YOUR GOAL:
Pick out and copy every line below that has the word "EntryCollection".

···

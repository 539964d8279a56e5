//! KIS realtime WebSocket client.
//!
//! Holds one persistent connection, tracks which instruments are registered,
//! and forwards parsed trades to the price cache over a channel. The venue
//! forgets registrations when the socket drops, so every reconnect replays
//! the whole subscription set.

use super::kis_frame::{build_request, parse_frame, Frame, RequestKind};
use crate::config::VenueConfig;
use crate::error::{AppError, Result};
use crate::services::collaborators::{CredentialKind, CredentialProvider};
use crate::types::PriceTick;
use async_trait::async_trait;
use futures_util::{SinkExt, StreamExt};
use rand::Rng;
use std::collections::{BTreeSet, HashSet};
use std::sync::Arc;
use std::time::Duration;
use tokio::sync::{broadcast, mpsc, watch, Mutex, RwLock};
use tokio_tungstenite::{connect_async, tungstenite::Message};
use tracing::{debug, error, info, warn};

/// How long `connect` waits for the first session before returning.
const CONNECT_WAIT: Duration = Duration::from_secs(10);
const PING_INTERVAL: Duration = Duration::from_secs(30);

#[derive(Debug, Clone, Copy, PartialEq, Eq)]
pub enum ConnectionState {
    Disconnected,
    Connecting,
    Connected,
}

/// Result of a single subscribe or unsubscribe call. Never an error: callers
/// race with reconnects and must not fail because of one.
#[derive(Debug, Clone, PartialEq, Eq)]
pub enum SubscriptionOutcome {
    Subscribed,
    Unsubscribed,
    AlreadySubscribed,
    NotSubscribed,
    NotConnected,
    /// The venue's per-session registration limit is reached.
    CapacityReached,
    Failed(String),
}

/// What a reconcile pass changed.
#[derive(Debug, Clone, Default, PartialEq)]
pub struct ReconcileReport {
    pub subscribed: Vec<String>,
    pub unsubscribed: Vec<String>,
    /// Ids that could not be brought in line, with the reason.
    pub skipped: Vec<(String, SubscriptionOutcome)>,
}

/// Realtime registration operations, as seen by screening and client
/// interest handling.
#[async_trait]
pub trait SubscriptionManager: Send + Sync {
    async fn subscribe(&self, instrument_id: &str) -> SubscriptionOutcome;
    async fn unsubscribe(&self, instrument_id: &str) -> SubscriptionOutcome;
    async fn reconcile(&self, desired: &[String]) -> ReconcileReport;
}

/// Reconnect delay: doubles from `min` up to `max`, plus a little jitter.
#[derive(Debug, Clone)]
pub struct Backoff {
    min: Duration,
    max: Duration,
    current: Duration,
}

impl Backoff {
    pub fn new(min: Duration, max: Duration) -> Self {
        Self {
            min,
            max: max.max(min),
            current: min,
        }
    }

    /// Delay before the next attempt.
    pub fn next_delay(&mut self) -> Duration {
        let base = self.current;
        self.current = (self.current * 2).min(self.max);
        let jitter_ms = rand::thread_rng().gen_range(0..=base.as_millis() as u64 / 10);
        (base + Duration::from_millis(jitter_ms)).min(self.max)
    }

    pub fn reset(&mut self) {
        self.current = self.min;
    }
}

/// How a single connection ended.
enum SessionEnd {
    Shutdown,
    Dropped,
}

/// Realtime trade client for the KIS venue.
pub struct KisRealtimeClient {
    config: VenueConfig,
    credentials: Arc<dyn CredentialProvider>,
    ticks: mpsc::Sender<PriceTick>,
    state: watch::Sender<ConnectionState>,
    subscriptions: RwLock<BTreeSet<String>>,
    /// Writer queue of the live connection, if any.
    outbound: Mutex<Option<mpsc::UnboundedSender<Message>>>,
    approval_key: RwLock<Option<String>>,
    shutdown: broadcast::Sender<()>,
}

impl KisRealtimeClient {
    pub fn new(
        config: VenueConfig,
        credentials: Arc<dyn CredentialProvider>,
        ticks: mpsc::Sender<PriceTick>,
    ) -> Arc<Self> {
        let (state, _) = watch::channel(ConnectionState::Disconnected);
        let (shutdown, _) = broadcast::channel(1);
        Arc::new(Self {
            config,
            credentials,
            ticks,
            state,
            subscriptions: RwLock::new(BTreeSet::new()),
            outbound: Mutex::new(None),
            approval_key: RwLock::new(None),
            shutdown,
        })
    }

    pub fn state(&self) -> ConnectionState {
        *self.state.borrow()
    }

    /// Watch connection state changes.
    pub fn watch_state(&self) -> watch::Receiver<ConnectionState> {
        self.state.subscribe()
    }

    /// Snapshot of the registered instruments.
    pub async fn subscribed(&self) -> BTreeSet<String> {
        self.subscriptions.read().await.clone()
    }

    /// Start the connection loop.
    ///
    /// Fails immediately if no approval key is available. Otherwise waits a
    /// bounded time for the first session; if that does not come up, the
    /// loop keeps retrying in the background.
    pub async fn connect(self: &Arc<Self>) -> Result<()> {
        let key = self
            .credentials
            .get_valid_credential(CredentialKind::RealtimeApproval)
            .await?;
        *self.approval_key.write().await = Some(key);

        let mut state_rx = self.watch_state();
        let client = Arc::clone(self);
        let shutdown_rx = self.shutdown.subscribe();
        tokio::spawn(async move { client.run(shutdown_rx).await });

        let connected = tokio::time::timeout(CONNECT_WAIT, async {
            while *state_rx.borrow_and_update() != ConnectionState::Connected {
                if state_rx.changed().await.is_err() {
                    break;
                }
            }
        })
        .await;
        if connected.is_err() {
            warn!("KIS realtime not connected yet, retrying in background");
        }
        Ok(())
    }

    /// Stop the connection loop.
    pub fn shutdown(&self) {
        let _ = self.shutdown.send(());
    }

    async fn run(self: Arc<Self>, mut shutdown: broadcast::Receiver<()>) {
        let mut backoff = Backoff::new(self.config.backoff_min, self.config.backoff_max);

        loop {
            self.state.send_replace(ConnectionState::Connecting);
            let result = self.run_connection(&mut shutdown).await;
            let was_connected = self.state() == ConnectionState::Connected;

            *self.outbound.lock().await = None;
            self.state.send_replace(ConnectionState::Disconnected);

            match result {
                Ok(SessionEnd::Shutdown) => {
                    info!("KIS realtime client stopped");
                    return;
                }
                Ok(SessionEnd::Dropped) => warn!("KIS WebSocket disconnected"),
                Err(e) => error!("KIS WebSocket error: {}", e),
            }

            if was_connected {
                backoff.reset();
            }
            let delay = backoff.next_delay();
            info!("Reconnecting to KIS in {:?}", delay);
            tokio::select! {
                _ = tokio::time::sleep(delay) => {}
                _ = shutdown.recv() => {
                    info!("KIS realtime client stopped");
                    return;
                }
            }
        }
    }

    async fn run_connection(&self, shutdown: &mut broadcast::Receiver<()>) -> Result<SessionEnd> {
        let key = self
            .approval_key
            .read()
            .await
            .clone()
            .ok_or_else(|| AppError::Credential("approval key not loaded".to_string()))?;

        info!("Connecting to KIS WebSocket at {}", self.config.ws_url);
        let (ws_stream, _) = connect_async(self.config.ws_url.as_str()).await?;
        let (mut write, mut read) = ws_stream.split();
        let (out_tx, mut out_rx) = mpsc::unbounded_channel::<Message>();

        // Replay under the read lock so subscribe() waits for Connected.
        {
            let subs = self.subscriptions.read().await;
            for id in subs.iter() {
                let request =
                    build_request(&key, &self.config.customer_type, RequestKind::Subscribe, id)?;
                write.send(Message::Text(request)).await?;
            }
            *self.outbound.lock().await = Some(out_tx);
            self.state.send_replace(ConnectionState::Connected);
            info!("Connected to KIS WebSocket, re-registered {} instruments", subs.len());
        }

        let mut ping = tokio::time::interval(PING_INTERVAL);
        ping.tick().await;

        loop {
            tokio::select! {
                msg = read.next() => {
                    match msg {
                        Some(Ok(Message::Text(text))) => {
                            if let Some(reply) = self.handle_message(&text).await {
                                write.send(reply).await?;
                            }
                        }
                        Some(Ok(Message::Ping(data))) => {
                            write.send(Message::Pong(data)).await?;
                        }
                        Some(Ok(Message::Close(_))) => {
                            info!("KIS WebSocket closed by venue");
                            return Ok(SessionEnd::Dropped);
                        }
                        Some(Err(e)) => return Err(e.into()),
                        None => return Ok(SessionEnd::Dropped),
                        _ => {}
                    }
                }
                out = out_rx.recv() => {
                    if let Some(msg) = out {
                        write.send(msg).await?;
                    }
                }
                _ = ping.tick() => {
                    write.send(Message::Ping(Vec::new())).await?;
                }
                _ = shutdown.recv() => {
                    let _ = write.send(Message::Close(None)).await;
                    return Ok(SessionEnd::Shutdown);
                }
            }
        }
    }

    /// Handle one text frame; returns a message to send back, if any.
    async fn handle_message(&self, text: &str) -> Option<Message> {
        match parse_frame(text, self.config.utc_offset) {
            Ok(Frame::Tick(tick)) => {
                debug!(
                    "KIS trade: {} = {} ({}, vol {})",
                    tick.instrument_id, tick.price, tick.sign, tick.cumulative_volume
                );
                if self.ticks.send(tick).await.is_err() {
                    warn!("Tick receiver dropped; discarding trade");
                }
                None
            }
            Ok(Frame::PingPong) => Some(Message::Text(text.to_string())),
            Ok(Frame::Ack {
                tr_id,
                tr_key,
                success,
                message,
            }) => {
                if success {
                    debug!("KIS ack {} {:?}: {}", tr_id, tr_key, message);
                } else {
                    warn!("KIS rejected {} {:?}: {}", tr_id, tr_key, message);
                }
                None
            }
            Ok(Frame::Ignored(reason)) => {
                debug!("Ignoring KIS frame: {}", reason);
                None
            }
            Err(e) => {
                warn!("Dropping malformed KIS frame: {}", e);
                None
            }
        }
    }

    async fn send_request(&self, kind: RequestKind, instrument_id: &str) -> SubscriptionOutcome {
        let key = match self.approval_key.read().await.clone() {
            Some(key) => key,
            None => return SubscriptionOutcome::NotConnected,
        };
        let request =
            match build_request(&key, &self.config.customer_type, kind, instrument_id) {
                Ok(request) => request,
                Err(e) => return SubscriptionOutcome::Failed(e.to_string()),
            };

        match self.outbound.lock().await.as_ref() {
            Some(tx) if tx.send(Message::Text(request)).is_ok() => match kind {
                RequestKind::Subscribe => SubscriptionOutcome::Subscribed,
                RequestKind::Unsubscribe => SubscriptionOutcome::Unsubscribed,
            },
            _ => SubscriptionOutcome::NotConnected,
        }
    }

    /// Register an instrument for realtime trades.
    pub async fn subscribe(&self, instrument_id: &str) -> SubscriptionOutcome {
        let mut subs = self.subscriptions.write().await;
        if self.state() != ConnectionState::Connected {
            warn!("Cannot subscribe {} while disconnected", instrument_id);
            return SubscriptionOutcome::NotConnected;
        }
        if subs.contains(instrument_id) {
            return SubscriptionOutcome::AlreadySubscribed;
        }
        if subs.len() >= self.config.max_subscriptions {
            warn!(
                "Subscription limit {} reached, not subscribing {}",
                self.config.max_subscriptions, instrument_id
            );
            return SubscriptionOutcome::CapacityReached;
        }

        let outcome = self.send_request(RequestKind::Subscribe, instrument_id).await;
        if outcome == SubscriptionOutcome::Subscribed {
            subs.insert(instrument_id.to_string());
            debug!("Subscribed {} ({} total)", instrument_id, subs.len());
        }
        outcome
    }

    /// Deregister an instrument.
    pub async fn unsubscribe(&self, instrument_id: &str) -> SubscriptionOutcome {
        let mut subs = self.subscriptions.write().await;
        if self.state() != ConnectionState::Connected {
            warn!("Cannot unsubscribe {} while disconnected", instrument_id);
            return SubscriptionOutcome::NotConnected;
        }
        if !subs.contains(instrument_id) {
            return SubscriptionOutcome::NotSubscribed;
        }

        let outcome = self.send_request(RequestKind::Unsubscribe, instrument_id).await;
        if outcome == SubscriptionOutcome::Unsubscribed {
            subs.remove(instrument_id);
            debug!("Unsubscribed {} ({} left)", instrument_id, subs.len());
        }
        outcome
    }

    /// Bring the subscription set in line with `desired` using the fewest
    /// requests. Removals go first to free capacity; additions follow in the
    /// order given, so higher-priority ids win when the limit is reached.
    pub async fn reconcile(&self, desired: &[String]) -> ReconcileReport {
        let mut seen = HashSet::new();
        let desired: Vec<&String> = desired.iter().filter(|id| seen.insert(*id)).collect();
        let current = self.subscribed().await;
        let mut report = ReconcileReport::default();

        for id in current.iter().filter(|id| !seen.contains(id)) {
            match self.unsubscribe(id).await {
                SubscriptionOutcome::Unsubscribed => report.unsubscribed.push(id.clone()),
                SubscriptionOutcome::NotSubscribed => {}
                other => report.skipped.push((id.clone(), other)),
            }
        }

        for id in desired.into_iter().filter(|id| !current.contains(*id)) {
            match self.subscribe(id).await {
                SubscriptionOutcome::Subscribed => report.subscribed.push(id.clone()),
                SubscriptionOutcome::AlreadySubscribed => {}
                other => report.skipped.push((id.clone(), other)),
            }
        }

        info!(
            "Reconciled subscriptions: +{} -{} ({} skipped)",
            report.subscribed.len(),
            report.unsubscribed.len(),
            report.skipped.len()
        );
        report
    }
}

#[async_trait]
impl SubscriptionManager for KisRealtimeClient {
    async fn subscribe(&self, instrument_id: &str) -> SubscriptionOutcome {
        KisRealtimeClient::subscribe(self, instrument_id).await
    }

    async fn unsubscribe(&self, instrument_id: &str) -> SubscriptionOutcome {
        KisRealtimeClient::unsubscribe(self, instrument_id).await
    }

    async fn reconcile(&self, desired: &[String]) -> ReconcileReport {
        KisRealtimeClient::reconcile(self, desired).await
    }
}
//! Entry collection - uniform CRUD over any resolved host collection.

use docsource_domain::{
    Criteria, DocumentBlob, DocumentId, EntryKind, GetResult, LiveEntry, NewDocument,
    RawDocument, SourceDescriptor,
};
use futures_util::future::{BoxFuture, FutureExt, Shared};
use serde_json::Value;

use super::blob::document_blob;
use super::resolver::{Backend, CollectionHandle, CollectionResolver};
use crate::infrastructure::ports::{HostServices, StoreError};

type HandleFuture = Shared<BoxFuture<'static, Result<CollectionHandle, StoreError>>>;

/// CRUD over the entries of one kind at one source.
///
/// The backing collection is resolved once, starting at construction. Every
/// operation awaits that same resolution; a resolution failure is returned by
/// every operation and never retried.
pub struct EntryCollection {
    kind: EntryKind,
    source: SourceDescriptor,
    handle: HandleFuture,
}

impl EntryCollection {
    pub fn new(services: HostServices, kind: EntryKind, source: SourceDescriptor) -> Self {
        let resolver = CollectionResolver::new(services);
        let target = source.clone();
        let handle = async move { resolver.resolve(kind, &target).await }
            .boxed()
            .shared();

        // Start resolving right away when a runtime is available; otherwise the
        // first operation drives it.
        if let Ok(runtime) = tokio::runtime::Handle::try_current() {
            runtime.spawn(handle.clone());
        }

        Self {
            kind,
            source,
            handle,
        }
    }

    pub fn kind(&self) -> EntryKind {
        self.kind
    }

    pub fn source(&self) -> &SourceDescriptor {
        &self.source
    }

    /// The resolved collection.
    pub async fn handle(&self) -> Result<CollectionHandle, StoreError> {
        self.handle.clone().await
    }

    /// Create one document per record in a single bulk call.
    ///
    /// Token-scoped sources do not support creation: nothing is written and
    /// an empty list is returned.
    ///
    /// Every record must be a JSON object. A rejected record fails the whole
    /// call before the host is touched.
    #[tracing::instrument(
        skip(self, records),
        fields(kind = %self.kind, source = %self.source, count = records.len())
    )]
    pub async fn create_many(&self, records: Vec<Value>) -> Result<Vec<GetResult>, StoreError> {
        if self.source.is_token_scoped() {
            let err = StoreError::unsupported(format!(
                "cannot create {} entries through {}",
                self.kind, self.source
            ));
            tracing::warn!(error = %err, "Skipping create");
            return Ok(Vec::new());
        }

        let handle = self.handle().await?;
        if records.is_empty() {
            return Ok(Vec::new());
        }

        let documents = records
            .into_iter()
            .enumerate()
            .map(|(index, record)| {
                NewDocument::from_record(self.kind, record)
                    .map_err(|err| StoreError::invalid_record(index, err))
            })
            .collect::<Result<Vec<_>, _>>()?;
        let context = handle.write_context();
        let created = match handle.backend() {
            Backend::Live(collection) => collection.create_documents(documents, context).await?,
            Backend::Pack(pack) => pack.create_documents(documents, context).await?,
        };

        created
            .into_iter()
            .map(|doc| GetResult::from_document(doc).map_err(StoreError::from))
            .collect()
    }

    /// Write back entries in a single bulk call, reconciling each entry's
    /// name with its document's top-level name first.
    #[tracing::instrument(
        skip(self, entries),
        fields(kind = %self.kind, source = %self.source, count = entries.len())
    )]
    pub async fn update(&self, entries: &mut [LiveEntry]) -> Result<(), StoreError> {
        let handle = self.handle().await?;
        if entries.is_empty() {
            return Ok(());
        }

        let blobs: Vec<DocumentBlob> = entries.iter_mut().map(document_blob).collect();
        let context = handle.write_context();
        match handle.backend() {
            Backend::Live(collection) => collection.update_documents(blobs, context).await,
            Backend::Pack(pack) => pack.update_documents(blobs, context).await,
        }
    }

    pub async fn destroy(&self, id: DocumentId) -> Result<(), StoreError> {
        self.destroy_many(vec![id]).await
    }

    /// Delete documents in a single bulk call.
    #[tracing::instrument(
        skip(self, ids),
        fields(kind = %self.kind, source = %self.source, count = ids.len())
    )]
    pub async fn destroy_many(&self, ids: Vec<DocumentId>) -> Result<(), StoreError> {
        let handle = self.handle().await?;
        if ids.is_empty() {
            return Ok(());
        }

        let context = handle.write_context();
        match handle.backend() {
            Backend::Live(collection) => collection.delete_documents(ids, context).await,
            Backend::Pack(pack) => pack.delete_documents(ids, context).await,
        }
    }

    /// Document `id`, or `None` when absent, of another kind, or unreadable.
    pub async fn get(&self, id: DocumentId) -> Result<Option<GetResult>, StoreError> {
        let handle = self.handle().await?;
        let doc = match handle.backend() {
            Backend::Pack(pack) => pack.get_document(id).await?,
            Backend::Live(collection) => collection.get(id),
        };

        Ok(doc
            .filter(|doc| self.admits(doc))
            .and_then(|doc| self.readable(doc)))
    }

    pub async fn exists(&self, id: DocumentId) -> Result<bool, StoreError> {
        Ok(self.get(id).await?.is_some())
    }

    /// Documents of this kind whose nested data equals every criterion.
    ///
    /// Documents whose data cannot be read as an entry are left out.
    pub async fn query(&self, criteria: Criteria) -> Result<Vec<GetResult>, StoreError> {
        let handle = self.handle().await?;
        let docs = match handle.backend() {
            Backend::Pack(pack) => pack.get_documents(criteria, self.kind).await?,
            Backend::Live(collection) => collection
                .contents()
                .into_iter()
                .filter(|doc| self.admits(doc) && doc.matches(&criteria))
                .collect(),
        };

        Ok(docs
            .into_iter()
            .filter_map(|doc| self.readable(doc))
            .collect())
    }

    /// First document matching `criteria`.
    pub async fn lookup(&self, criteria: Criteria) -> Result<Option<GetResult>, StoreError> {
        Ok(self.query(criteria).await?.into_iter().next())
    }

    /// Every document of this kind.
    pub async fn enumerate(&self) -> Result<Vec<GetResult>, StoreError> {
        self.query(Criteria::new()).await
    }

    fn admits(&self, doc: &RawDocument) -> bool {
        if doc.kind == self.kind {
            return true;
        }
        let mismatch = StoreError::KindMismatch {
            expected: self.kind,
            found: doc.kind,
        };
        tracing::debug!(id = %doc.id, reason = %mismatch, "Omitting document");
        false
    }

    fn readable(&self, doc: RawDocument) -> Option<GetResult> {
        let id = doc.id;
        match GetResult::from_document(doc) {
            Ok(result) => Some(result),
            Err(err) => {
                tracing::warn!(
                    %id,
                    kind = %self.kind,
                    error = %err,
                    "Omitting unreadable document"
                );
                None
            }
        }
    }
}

···

ANSWER TO THE PROBLEM:
pub struct EntryCollection {
impl EntryCollection {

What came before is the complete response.